People around the world have joined forces in attempts to help Haitians who are suffering enormous hardship. These are the times when our empathy and compassion drive us to do whatever we can to be of help. I have listened to many people tell me how this experience has made them more grateful and appreciative of the freedoms and good fortune we enjoy in our country.

Suffering unites those of us who are interested in mankind; many people find it unbearable that some individuals have to endure life’s greatest pains while not having the support needed to cope effectively.  Those of good character want to help!

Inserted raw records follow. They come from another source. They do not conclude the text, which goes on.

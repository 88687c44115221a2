// backuptool/src/process.rs
use std::ffi::OsStr;

use tokio::process::Command;

use crate::errors::Result;

/// Captured outcome of one external tool invocation.
#[derive(Debug)]
pub struct CommandOutput {
    pub code: Option<i32>,
    pub stdout: String,
    pub stderr: String,
}

impl CommandOutput {
    pub fn success(&self) -> bool {
        self.code == Some(0)
    }
}

/// Runs an external command with extra environment variables, capturing exit
/// status and both output streams. Waits asynchronously so concurrent
/// pipelines are never blocked on a slow dump tool.
pub async fn run_command<I, S>(
    program: impl AsRef<OsStr>,
    args: I,
    envs: &[(&str, &str)],
) -> Result<CommandOutput>
where
    I: IntoIterator<Item = S>,
    S: AsRef<OsStr>,
{
    let mut cmd = Command::new(program);
    cmd.args(args);
    for (key, value) in envs {
        cmd.env(key, value);
    }

    let output = cmd.output().await?;
    Ok(CommandOutput {
        code: output.status.code(),
        stdout: String::from_utf8_lossy(&output.stdout).into_owned(),
        stderr: String::from_utf8_lossy(&output.stderr).into_owned(),
    })
}
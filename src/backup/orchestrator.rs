// backuptool/src/backup/orchestrator.rs
use std::sync::Arc;

use crate::backup::archive::{archive_dump, ArchiveArtifact};
use crate::backup::dump::produce_dump;
use crate::backup::validate::validate_dump;
use crate::config::{BackupTarget, EngineKind};
use crate::context::AppContext;
use crate::errors::{AppError, Result};
use crate::notify::BackupNotice;
use crate::storage::{file_exchange, UploadResult};

/// Aggregate of one successful pipeline run. Never retried in place; a
/// fresh run produces a fresh record.
#[derive(Debug)]
pub struct BackupRecord {
    pub target_name: String,
    pub engine: EngineKind,
    pub archive: ArchiveArtifact,
    pub uploads: Vec<UploadResult>,
}

impl BackupRecord {
    /// The file-exchange download URL, when that sink ran and succeeded.
    pub fn download_url(&self) -> Option<&str> {
        self.uploads
            .iter()
            .find(|u| u.sink == file_exchange::SINK_ID && u.succeeded)
            .and_then(|u| u.remote_ref.as_deref())
    }
}

/// Runs the full pipeline for one target: produce, validate, archive, fan
/// out. Each stage owns the artifact and cleans up on its own failure path.
async fn backup_target(
    ctx: &AppContext,
    target: &BackupTarget,
    manual: bool,
) -> Result<BackupRecord> {
    let dump = produce_dump(target, &ctx.config.dumps_dir).await?;
    validate_dump(&dump, target, ctx.config.min_dump_size).await?;
    let created_at = dump.created_at;
    let archive = archive_dump(dump).await?;
    let uploads = ctx.fanout.push(&archive, &target.name, manual).await;

    if !manual {
        let notice = BackupNotice {
            database: target.name.clone(),
            archive_name: archive.file_name().to_string(),
            created_at,
            remote_ref: uploads
                .iter()
                .find(|u| u.succeeded)
                .and_then(|u| u.remote_ref.clone()),
        };
        ctx.notifier.backup_completed(&notice).await;
    }

    Ok(BackupRecord {
        target_name: target.name.clone(),
        engine: target.engine,
        archive,
        uploads,
    })
}

/// Converts per-target outcomes into the surviving records. Failures are
/// logged with the target identity and dropped; they never abort siblings.
fn collect_records(outcomes: Vec<(String, Result<BackupRecord>)>) -> Vec<BackupRecord> {
    let mut records = Vec::new();
    for (name, outcome) in outcomes {
        match outcome {
            Ok(record) => records.push(record),
            Err(e) => tracing::error!(target = %name, error = %e, "backup pipeline failed"),
        }
    }
    records
}

/// Batch mode: one concurrent pipeline per configured target. There is no
/// cap on simultaneous pipelines; each spawns a dump-tool subprocess.
pub async fn run_all(ctx: Arc<AppContext>) -> Vec<BackupRecord> {
    tracing::info!(targets = ctx.config.targets.len(), "starting scheduled backup run");

    let mut handles = Vec::new();
    for target in ctx.config.targets.clone() {
        let ctx = Arc::clone(&ctx);
        let name = target.name.clone();
        let handle = tokio::spawn(async move { backup_target(&ctx, &target, false).await });
        handles.push((name, handle));
    }

    let mut outcomes = Vec::new();
    for (name, handle) in handles {
        let outcome = match handle.await {
            Ok(result) => result,
            Err(e) => Err(AppError::Config(format!("pipeline task panicked: {e}"))),
        };
        outcomes.push((name, outcome));
    }

    let records = collect_records(outcomes);
    tracing::info!(succeeded = records.len(), "scheduled backup run finished");
    records
}

/// Operator-triggered backup of a single named target, additionally pushed
/// to the file exchange so the requester gets a download URL.
pub async fn run_single(ctx: &AppContext, name: &str) -> Result<BackupRecord> {
    let target = ctx
        .config
        .find_target(name)
        .ok_or_else(|| AppError::InputValidation(format!("no configured target named '{name}'")))?
        .clone();
    backup_target(ctx, &target, true).await
}
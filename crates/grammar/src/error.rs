//! Errors raised while validating a grammar definition.

use thiserror::Error;

/// A grammar that fails validation is rejected whole; no partially
/// constructed grammar is ever returned.
#[derive(Debug, Error, Clone, PartialEq, Eq)]
pub enum GrammarError {
    /// A right-hand-side symbol is neither a declared terminal nor a
    /// declared non-terminal.
    #[error("production {production}: `{symbol}` is not a declared terminal or non-terminal")]
    UndeclaredSymbol { production: usize, symbol: String },

    /// A production's left-hand side is not a declared non-terminal.
    #[error("production {production}: left-hand side `{symbol}` is not a declared non-terminal")]
    InvalidLeftHandSide { production: usize, symbol: String },

    /// The start symbol is not a declared non-terminal.
    #[error("start symbol `{0}` is not a declared non-terminal")]
    UndeclaredStart(String),

    /// A symbol is declared both as a terminal and as a non-terminal.
    #[error("`{0}` is declared both as a terminal and as a non-terminal")]
    AmbiguousSymbol(String),
}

I was watching Haitian children singing in the streets the other day.  As their voices pleaded with God for solace I could see their spirits rise despite the chaos around them. We here in the United States often associate wealth and material possessions with happiness. The Haitian people survive with far less than we do, yet their spirits seem to shine despite the lack of amenities in their lives.

If you seek emotional freedom you must be involved in the social world. To expand our humanity we need to open our eyes, minds and hearts to the inequalities of the world. Personal liberation is brought about, in part, when we are involved with the freedom and equality of all people. I have seen in recent days a renewed sense of calm among many people who were previously troubled by matters of little significance in comparison to what we view daily in Haiti. This tragedy has provided us with an opportunity to examine our lives, question how often we are in service to others, and how our lifestyle is affecting our spirits and the lives of others. Perhaps in the face of mortality we are awakened to what really matters in our lives. We are reminded that we do not have ultimate control; we have this moment to do the right thing for ourselves and others. Our lives are truly unpredictable beyond this moment in time.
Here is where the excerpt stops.